◆ **What the exercise asks**:
Report the count of lines below in which the string "types" occurs; include nothing else.

*** Begin section ***

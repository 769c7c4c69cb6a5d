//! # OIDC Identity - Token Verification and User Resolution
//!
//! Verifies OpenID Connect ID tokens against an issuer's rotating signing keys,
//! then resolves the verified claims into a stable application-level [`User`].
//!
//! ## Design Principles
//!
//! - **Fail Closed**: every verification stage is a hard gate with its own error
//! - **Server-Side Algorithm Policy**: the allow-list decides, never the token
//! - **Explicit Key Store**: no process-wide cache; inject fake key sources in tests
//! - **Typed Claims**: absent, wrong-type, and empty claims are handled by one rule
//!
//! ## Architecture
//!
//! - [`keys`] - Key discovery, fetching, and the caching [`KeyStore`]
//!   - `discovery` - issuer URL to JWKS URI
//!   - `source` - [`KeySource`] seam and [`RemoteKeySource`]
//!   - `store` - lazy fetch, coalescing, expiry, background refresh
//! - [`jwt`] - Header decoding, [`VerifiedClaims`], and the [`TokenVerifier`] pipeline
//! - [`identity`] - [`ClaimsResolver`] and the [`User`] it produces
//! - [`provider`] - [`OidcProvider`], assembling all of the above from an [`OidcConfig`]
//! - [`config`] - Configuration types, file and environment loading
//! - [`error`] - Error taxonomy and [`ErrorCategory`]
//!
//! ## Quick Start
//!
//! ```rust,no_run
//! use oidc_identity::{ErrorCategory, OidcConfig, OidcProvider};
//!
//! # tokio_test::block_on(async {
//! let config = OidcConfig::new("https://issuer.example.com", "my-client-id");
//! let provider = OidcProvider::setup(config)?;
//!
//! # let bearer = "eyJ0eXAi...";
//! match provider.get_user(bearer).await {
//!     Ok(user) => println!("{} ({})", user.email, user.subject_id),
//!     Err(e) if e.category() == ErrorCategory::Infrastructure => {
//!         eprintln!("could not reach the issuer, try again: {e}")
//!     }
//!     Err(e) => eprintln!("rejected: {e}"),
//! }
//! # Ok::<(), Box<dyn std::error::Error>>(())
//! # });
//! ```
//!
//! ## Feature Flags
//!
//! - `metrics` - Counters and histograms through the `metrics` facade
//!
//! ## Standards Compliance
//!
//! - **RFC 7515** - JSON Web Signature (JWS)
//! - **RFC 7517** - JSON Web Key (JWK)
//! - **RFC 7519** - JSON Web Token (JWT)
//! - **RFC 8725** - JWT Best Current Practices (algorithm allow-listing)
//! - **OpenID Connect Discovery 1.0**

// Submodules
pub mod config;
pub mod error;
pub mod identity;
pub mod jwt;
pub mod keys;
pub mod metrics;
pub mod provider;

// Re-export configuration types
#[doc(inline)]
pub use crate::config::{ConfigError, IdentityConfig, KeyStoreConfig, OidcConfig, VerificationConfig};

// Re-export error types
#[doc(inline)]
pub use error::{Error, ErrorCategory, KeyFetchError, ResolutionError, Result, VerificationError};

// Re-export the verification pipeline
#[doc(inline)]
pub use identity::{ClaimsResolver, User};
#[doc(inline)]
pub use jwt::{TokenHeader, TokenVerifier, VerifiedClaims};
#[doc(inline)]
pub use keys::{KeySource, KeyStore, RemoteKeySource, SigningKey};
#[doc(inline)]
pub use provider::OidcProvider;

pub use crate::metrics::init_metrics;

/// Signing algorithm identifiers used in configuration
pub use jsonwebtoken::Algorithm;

*** End section ***

◆ **Solution to the exercise**:
3